Extracted data entries
==========

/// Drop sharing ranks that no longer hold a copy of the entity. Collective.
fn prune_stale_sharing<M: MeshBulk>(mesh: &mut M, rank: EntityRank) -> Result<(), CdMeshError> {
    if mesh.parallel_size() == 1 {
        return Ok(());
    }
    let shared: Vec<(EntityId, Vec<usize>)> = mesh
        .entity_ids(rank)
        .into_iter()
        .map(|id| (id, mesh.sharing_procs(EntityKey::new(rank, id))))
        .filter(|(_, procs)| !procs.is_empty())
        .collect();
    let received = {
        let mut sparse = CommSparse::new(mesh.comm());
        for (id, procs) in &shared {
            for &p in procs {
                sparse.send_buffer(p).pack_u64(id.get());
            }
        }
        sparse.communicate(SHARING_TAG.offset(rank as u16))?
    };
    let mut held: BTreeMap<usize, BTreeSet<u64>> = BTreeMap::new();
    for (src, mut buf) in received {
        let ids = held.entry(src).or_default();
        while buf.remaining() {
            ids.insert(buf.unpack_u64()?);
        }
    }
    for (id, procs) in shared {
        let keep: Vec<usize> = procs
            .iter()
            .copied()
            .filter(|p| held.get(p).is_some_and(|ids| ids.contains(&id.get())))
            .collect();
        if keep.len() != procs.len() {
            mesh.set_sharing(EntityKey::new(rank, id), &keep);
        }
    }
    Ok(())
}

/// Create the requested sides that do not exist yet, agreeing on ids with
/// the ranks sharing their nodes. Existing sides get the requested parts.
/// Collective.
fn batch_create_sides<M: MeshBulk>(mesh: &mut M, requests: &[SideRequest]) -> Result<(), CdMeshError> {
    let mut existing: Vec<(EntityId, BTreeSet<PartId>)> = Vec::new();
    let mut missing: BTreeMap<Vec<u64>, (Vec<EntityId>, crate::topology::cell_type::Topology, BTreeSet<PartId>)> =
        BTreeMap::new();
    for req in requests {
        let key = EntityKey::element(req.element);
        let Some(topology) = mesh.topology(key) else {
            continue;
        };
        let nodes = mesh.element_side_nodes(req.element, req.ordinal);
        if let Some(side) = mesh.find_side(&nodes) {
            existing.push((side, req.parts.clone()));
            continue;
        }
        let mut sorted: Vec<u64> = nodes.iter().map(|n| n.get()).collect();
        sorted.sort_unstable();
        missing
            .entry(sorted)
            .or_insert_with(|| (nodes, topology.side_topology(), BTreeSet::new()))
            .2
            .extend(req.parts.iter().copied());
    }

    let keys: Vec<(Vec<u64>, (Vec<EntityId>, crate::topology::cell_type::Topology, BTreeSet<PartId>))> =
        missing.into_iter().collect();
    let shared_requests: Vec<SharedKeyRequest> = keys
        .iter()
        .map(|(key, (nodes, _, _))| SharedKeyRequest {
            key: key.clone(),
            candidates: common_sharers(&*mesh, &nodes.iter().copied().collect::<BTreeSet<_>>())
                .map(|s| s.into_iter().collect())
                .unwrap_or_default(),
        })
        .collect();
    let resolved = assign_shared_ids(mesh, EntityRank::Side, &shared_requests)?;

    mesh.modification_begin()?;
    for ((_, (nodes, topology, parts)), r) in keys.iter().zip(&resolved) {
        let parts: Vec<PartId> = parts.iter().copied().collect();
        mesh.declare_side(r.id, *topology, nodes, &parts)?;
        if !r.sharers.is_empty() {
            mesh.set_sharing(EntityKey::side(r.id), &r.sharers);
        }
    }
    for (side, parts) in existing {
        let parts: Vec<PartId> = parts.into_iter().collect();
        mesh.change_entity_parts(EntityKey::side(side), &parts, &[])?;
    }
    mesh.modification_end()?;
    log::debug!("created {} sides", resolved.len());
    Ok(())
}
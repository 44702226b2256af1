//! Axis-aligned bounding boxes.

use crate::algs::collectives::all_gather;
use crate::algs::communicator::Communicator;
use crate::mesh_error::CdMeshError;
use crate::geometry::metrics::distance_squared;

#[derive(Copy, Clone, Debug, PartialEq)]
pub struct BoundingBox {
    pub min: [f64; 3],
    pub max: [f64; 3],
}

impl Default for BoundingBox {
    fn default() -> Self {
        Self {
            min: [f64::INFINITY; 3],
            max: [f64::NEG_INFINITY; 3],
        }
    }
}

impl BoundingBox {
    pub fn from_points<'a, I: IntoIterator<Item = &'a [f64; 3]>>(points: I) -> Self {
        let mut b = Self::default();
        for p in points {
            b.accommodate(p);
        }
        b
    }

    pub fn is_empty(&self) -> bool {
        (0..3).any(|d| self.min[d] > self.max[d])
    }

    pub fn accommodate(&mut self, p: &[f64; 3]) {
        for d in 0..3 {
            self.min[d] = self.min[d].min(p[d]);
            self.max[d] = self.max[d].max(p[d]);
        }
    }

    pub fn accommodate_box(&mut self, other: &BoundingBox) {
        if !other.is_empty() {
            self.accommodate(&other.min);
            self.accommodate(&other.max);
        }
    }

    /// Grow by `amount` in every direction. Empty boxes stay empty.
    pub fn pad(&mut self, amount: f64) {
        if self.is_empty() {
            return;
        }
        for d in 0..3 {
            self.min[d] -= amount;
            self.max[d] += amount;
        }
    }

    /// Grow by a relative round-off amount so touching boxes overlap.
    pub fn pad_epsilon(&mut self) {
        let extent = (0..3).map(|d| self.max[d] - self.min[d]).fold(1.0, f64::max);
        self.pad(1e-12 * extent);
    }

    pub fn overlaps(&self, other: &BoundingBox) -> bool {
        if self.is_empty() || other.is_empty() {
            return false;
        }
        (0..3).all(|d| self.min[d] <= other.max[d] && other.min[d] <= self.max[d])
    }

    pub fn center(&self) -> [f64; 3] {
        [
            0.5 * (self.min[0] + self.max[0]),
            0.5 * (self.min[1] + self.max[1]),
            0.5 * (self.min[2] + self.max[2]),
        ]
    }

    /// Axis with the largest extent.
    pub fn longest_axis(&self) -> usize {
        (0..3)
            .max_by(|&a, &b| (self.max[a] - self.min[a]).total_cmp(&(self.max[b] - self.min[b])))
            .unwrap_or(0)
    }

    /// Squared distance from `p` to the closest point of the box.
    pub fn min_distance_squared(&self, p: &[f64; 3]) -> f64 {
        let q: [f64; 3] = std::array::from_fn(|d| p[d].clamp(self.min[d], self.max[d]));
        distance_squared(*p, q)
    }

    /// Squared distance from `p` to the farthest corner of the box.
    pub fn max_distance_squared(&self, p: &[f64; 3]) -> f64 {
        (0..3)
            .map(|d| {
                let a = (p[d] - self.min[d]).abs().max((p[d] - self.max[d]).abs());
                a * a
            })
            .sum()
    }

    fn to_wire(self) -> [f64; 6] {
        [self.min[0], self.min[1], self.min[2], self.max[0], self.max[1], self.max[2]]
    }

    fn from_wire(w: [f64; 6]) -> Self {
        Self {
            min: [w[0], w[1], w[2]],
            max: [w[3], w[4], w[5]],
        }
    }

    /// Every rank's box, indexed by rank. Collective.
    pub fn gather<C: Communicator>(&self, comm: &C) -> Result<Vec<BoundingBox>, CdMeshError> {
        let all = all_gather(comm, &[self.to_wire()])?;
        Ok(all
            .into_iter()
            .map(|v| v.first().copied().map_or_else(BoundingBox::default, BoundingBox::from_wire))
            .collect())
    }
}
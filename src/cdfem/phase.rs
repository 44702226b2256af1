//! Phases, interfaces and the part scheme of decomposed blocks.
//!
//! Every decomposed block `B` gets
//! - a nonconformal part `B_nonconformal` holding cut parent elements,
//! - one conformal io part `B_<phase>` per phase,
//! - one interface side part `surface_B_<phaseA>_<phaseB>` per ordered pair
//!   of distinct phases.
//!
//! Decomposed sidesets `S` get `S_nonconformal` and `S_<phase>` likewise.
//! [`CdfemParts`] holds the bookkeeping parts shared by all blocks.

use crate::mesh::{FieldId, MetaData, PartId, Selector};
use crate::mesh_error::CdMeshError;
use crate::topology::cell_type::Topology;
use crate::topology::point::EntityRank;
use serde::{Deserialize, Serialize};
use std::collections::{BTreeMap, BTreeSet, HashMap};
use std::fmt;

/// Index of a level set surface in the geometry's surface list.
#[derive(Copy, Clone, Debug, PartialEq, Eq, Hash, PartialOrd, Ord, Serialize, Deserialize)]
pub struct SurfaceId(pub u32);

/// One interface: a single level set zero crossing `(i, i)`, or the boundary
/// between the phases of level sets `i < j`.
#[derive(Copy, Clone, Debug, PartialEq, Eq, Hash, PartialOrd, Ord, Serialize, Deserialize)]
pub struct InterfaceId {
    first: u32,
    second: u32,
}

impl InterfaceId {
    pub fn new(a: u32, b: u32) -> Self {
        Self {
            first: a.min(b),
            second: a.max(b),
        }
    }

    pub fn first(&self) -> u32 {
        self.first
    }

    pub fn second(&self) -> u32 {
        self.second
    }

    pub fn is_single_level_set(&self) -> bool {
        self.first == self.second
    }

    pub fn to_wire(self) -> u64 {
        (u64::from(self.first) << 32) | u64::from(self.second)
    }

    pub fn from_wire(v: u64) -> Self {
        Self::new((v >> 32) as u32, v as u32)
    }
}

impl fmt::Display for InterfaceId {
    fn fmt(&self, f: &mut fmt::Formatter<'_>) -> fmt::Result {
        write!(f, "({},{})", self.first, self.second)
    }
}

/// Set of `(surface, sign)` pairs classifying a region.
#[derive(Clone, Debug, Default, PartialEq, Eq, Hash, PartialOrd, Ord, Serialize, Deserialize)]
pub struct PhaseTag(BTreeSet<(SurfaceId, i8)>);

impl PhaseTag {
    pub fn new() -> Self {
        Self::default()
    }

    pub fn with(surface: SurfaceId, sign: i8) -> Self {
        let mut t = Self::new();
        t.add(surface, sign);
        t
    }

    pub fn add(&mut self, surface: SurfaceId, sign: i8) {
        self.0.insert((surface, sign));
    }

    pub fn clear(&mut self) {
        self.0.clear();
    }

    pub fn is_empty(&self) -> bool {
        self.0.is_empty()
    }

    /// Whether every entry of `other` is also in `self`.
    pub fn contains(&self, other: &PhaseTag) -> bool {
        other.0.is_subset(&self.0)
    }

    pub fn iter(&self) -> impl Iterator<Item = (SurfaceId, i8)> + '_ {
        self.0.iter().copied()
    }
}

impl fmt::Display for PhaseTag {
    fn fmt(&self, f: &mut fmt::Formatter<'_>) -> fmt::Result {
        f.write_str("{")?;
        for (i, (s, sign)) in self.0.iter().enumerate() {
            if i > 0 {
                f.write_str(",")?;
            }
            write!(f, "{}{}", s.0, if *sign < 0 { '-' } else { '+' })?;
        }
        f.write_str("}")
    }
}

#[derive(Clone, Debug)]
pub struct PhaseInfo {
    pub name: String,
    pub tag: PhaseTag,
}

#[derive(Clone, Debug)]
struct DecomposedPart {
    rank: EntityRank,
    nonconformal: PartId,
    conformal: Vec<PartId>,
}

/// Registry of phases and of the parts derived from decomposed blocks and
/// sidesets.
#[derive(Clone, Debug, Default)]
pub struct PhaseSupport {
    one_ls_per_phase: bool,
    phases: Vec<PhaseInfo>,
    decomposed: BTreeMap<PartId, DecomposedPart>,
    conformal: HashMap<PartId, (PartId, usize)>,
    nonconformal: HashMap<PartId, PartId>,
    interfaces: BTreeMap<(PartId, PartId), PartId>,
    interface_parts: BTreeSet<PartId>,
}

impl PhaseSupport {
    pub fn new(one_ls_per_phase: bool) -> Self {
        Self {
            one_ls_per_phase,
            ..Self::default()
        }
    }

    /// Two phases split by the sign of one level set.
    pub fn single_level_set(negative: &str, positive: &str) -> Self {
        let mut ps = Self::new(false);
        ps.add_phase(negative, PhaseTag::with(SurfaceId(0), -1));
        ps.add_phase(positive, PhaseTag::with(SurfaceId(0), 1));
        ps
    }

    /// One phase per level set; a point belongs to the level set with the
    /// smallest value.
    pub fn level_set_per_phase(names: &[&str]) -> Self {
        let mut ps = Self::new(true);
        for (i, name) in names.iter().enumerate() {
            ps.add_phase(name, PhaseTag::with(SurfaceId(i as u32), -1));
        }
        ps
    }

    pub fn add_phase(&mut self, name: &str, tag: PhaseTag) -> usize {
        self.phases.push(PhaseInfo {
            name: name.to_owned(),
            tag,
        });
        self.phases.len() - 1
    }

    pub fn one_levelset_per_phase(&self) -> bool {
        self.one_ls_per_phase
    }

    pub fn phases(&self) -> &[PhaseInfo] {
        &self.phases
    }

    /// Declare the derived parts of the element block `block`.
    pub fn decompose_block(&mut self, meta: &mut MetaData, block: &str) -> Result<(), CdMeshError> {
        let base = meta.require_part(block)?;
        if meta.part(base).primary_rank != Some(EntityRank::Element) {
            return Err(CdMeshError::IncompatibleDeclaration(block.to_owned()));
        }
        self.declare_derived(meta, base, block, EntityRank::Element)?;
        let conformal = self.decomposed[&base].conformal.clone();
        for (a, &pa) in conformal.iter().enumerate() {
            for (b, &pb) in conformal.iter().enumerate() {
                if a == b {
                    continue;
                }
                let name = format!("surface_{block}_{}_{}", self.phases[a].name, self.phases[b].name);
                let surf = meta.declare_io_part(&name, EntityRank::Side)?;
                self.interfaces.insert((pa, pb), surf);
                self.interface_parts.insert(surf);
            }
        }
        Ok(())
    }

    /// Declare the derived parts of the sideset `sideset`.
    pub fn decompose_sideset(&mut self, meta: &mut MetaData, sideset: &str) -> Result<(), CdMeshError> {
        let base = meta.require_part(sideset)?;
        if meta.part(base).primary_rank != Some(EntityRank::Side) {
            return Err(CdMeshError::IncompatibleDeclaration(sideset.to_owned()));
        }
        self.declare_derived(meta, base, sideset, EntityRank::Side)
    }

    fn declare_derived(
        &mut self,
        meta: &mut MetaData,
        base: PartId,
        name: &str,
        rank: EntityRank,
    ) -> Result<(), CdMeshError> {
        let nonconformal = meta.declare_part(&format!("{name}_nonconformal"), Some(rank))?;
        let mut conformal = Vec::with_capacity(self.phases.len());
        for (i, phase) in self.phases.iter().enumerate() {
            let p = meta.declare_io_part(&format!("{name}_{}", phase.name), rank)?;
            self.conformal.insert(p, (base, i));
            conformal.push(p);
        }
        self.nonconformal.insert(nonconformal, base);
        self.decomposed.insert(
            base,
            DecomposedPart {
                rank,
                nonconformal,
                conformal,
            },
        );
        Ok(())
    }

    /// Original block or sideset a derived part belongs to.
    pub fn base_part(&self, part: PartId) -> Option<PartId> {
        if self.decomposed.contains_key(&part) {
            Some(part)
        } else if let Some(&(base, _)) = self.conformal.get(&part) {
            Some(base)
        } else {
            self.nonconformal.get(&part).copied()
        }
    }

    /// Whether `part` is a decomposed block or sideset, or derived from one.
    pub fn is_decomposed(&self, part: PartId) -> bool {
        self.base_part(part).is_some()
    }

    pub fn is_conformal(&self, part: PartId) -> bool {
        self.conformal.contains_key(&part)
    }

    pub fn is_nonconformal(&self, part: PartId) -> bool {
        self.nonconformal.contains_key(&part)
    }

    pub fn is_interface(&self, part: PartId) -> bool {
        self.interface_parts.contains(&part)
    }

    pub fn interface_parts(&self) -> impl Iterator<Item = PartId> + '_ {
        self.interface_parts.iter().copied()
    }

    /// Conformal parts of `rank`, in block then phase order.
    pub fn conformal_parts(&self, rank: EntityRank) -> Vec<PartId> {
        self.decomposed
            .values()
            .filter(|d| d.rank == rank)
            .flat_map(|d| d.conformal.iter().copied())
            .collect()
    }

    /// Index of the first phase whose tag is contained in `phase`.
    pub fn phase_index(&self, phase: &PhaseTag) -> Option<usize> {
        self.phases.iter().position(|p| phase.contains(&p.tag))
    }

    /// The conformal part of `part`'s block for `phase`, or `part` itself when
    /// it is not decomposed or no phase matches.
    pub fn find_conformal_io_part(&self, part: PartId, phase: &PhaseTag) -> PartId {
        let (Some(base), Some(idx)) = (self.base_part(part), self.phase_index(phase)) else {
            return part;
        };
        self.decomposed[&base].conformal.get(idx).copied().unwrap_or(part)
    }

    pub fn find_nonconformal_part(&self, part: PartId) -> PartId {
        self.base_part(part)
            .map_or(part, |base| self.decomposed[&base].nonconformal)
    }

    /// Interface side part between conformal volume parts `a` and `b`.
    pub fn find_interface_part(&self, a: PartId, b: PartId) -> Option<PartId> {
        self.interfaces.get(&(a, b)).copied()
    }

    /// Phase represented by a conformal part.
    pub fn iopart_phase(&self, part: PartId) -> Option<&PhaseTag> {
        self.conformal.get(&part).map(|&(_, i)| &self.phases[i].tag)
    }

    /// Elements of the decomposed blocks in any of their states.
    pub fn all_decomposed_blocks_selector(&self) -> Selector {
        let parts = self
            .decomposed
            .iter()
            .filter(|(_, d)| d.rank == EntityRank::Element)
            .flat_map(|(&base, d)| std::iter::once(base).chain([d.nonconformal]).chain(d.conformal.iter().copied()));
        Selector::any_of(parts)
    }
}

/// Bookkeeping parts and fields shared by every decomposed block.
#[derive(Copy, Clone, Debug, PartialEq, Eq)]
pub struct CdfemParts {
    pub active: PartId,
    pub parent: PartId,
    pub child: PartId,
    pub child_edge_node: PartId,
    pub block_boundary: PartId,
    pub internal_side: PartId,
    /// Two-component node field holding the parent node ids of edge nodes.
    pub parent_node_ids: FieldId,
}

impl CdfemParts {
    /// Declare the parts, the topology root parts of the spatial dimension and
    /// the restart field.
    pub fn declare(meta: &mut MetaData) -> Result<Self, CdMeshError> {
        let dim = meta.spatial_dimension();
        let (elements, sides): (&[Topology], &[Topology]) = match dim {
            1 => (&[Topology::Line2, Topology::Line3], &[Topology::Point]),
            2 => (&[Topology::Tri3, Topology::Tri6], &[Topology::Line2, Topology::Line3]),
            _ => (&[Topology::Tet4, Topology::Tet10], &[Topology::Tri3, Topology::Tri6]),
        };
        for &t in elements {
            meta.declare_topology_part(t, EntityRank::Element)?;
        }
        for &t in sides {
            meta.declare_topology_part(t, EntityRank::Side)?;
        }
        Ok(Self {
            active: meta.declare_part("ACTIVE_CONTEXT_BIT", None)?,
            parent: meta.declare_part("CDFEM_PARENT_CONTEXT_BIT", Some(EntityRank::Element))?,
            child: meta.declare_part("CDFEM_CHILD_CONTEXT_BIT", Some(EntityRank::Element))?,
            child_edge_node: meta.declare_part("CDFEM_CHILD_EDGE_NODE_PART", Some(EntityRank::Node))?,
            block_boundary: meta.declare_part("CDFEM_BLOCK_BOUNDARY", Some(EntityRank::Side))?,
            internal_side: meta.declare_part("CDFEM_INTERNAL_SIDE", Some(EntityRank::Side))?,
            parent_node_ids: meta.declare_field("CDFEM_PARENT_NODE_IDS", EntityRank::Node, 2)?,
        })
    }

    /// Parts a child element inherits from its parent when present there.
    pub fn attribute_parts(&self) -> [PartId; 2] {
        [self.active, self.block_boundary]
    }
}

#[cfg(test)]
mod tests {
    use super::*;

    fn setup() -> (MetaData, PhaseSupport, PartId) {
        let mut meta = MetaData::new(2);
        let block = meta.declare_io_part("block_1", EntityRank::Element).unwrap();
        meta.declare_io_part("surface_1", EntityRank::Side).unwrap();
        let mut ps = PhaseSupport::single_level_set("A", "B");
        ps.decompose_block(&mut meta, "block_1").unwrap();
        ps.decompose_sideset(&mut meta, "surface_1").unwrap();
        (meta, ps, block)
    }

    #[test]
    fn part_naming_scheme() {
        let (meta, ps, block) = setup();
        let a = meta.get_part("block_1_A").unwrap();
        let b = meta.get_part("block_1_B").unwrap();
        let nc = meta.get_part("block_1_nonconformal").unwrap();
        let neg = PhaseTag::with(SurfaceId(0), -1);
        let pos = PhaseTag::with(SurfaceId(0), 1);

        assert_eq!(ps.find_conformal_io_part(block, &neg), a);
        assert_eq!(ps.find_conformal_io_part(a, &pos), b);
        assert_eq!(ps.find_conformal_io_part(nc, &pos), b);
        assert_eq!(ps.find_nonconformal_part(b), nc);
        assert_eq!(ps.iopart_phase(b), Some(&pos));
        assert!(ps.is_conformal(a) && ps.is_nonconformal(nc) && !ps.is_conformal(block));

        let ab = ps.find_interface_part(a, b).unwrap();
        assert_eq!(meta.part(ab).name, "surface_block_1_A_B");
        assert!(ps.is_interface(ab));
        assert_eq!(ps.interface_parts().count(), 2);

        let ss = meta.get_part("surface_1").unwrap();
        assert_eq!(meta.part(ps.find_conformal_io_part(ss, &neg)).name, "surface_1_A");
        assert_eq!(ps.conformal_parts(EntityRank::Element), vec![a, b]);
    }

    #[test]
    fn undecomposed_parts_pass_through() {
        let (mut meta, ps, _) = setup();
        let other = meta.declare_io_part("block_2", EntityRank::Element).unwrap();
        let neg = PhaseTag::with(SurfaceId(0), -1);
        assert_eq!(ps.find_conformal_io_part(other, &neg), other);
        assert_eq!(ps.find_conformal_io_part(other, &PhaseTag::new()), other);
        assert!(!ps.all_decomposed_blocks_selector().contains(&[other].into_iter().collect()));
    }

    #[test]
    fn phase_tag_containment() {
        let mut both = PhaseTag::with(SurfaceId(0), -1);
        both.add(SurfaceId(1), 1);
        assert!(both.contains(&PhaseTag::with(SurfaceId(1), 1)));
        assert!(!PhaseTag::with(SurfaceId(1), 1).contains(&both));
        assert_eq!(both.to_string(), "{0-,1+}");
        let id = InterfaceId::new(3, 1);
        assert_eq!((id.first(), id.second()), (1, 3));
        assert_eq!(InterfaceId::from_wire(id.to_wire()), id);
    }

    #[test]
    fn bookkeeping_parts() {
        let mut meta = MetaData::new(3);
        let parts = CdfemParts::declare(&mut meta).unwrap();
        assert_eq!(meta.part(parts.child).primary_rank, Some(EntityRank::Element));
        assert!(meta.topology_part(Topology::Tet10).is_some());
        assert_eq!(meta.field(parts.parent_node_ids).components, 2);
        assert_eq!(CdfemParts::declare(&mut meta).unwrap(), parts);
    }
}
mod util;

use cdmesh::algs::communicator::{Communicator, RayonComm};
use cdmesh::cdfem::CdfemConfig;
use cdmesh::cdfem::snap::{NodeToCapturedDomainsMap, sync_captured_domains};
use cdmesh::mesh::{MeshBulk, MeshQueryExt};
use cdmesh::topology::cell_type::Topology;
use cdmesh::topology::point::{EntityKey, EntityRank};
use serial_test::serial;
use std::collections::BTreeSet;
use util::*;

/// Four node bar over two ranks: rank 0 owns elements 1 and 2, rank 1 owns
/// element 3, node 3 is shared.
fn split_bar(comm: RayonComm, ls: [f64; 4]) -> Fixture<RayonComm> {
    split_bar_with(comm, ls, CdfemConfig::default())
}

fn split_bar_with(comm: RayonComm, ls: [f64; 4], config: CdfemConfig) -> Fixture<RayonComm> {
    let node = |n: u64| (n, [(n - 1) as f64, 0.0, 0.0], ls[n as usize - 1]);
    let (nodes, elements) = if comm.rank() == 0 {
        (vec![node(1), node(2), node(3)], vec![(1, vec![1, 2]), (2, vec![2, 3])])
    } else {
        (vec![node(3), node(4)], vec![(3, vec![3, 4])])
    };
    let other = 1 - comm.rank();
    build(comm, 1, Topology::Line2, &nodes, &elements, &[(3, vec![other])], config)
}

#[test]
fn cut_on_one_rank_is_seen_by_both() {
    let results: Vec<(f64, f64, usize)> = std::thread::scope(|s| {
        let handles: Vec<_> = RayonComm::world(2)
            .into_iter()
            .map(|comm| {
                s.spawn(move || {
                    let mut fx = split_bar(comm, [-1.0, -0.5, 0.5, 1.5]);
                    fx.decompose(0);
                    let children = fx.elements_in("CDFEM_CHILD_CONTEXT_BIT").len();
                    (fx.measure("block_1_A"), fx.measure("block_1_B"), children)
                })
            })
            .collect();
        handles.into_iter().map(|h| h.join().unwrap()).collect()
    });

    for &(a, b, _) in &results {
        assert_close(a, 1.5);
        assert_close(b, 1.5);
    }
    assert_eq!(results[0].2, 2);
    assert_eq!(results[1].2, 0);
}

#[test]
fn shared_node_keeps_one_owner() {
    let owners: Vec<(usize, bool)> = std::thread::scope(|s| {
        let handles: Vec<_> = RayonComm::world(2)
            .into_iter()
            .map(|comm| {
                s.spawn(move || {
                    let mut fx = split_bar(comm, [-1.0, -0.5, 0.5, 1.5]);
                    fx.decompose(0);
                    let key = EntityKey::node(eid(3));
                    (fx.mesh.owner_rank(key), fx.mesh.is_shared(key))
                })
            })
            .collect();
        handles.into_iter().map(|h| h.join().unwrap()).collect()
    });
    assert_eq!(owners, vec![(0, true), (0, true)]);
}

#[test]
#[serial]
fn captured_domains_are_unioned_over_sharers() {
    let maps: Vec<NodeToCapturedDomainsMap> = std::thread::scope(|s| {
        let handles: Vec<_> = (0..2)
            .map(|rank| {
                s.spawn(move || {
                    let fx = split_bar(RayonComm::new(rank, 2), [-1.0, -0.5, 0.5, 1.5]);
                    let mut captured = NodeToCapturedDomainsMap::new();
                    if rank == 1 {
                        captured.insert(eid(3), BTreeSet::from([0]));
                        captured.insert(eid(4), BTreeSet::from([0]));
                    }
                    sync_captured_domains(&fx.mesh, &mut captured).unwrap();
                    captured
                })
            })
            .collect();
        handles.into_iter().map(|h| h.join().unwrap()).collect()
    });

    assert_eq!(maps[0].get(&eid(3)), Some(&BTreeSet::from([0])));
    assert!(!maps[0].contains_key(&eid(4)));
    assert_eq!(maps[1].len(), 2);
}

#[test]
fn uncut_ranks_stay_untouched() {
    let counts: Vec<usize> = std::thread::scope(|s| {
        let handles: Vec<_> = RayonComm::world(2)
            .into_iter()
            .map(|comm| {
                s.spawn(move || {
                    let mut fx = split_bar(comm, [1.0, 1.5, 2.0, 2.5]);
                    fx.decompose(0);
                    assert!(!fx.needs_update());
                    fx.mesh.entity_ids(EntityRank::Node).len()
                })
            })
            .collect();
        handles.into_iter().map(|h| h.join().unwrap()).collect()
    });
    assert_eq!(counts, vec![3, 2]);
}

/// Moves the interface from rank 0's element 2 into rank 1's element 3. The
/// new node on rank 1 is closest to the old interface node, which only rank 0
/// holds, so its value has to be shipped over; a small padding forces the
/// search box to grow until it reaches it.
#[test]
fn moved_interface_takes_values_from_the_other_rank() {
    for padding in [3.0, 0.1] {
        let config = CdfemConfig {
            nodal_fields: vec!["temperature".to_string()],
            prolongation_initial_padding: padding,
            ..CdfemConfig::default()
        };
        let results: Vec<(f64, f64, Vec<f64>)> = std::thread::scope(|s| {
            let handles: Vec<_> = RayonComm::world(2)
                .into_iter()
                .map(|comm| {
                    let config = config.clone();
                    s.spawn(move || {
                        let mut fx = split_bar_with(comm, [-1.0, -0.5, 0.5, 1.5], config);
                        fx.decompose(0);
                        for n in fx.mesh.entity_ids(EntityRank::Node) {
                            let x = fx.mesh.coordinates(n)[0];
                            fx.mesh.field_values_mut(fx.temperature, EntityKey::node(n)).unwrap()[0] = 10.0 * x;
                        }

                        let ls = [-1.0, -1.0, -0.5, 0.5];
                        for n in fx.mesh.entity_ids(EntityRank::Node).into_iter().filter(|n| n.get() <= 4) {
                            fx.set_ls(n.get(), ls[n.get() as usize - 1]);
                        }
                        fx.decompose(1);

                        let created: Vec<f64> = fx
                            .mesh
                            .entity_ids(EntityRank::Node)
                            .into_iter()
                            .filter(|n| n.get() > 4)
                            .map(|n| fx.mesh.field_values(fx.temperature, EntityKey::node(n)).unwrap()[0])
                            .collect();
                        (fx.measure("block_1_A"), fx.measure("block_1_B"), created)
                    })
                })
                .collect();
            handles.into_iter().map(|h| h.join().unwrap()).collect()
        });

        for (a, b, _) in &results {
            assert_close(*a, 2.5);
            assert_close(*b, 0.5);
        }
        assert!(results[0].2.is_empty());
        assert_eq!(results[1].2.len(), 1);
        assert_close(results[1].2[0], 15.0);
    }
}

==========

- [Aim of the task]: The expected answer is every line in the data above that carries the string "collections".

- [Result of the task]:
use std::collections::{BTreeMap, BTreeSet, HashMap};
use std::collections::BTreeSet;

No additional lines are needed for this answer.